As my senior year is coming to a close, I will unabashedly admit that I have contracted the same disease that many of my peers have been battling for months- senioritis. I have negative motivation to go to school, participate in school, do my work, and certainly not write this article, yet, here I am. Intellectuals could argue that some reason must exist for me to be here, but alas, this is a lie. The best way to convince you this is true is to describe my every day at Tremper.

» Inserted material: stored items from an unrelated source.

//! Classification Tables
//!
//! Immutable name and substring sets shared by the markup filter, the CSS
//! sanitizer and the detection predicates. All comparisons are ASCII
//! case-insensitive; every table entry is lowercase.

/// Elements removed together with their whole subtree
pub const UNSAFE_ELEMENTS: &[&str] = &["script", "foreignobject", "iframe", "embed", "object"];

/// Attributes (local names) that reference another resource
pub const REFERENCE_ATTRIBUTES: &[&str] = &["href", "src", "data"];

/// URI schemes that execute script when followed
pub const SCRIPT_SCHEMES: &[&str] = &["javascript:", "vbscript:"];

/// CSS function names that execute script or bind behavior
pub const DANGEROUS_FUNCTIONS: &[&str] = &["expression", "javascript", "behavior", "-moz-binding", "binding"];

/// URI schemes never allowed in CSS values
pub const DANGEROUS_PROTOCOLS: &[&str] = &["javascript:", "vbscript:", "data:", "file:", "ftp:"];

/// Substrings that mark markup or script smuggled into CSS
pub const DANGEROUS_KEYWORDS: &[&str] = &[
    "<script",
    "<iframe",
    "<object",
    "<embed",
    "<form",
    "<input",
    "<textarea",
    "<select",
    "<button",
    "<link",
    "<meta",
    "<base",
    "srcdoc=",
    "onload=",
    "onerror=",
    "onclick=",
    "eval(",
    "@import",
];

/// Properties allowed when the strict property whitelist is enabled
pub const SAFE_PROPERTIES: &[&str] = &[
    "color",
    "background-color",
    "border-color",
    "font-family",
    "font-size",
    "font-weight",
    "font-style",
    "text-align",
    "text-decoration",
    "margin",
    "padding",
    "border",
    "border-width",
    "border-style",
    "width",
    "height",
    "display",
    "position",
    "top",
    "left",
    "right",
    "bottom",
    "z-index",
    "opacity",
    "visibility",
    "overflow",
    "float",
    "clear",
    "line-height",
];

/// Properties whose value is always replaced, whatever it holds
pub const NEUTRALIZED_PROPERTIES: &[&str] = &["behavior", "-moz-binding"];

#[inline]
fn contains_ignore_case(set: &[&str], name: &str) -> bool {
    set.iter().any(|entry| entry.eq_ignore_ascii_case(name))
}

/// Check an element's local name against the unsafe set
pub fn is_unsafe_element(local_name: &str) -> bool {
    contains_ignore_case(UNSAFE_ELEMENTS, local_name)
}

/// Check whether an element's local name is `style`
pub fn is_style_element(local_name: &str) -> bool {
    local_name.eq_ignore_ascii_case("style")
}

pub fn is_safe_property(property: &str) -> bool {
    contains_ignore_case(SAFE_PROPERTIES, property)
}

pub fn is_neutralized_property(property: &str) -> bool {
    contains_ignore_case(NEUTRALIZED_PROPERTIES, property)
}

/// Lowercase a value with ASCII whitespace and control characters removed,
/// the form browsers effectively read a URI scheme in
fn scheme_form(value: &str) -> String {
    value
        .chars()
        .filter(|c| !c.is_ascii_whitespace() && !c.is_ascii_control())
        .flat_map(char::to_lowercase)
        .collect()
}

/// Check whether a value begins with a script-capable scheme
pub fn starts_with_script_scheme(value: &str) -> bool {
    let normalized = scheme_form(value);
    SCRIPT_SCHEMES.iter().any(|scheme| normalized.starts_with(scheme))
}

/// Check whether a reference stays inside the document: a fragment,
/// a `data:` URI, or empty (the document itself)
pub fn is_local_reference(value: &str) -> bool {
    let trimmed = value.trim();
    trimmed.is_empty()
        || trimmed.starts_with('#')
        || scheme_form(trimmed).starts_with("data:")
}

/// Find the targets of every `url(...)` in a value
pub fn url_targets(value: &str) -> Vec<&str> {
    let lower = value.to_ascii_lowercase();
    let mut targets = Vec::new();
    let mut from = 0;

    while let Some(found) = lower[from..].find("url(") {
        let start = from + found + 4;
        let end = lower[start..].find(')').map_or(value.len(), |e| start + e);
        let target = value[start..end]
            .trim()
            .trim_matches(|c| c == '"' || c == '\'')
            .trim();
        targets.push(target);
        from = end.min(value.len());
        if from >= value.len() {
            break;
        }
    }
    targets
}

/// Check whether a value holds a `url(...)` leading outside the document
pub fn contains_external_url(value: &str) -> bool {
    url_targets(value).into_iter().any(|target| !is_local_reference(target))
}

/// Classification of one attribute
#[derive(Debug, Clone, Copy, PartialEq, Eq)]
pub enum AttributeVerdict {
    Keep,
    /// `on*` event handler
    EventHandler,
    /// Value (or a `values` entry) starts with a script scheme
    ScriptScheme,
    /// Reference attribute pointing outside the document
    ExternalReference,
    /// Presentation value with an external `url(...)`
    ExternalUrl,
    /// `style` attribute, which must go through the CSS sanitizer
    Style,
}

/// Classify an attribute by its local name and value
pub fn classify_attribute(local_name: &str, value: &str) -> AttributeVerdict {
    let name = local_name.to_ascii_lowercase();

    if name.starts_with("on") {
        return AttributeVerdict::EventHandler;
    }
    if starts_with_script_scheme(value)
        || (name == "values" && value.split(';').any(starts_with_script_scheme))
    {
        return AttributeVerdict::ScriptScheme;
    }
    if REFERENCE_ATTRIBUTES.contains(&name.as_str()) && !is_local_reference(value) {
        return AttributeVerdict::ExternalReference;
    }
    if name == "style" {
        return AttributeVerdict::Style;
    }
    if contains_external_url(value) {
        return AttributeVerdict::ExternalUrl;
    }
    AttributeVerdict::Keep
}

/// Scan (already escape-decoded) CSS text for dangerous substrings
pub fn contains_dangerous_content(text: &str) -> bool {
    let lower = text.to_lowercase();

    DANGEROUS_FUNCTIONS.iter().any(|func| {
        lower
            .match_indices(func)
            .any(|(i, _)| lower[i + func.len()..].starts_with('('))
    }) || DANGEROUS_PROTOCOLS.iter().any(|protocol| lower.contains(protocol))
        || DANGEROUS_KEYWORDS.iter().any(|keyword| lower.contains(keyword))
}

/// Check whether a CSS `url()` target may be kept
pub fn is_uri_safe(uri: &str) -> bool {
    let normalized = scheme_form(uri);

    if normalized.starts_with("data:") {
        return !normalized.contains("javascript") && !normalized.contains("<script");
    }
    !DANGEROUS_PROTOCOLS.iter().any(|protocol| normalized.starts_with(protocol))
}

/// Replacement value for a neutralized declaration
pub fn safe_default(property: &str) -> &'static str {
    let property = property.to_ascii_lowercase();
    match property.as_str() {
        "background" | "background-image" => "none",
        "content" => "normal",
        p if p.ends_with("color") => "transparent",
        _ => "initial",
    }
}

In my first period, everyone is so exhausted that no one bothers to engage themselves in our class discussions- myself included. My second period teacher attends school even less than I do because of medical conditions, meaning we’ve been working on the same project for an entire month that I finished literally three days after it was assigned. As always, C and C is pointless, they can’t even make announcements anymore. My third period, although what we do can be fun, takes place in the hottest room in the entire school and requires too much energy from me before 10 in the morning. Since the AP test is already over in my fourth period, I’m fairly confident that our only plans for the whole rest of the year revolve around dark classrooms and even darker psychological movies. My fifth period is a blessing in disguise- it’s basically the only class I have to do work for, but at least here I can rant about my boredom. Sixth period I’m a teacher assistant for a class of students who’s laziness frankly inspires us all. Finally, to end my day, I go to a class where literally no more than six kids show up, and even though it’s interesting, the unit we’re working on about self discovery often just reminds me how much more self discovery I could accomplish if I wasn’t stuck doing nothing at Tremper all day.
Overall, the point I’m attempting to address is simple: if you’re one of my teachers and you’re reading this, cut me some slack. You would behave the same if you were in my situation.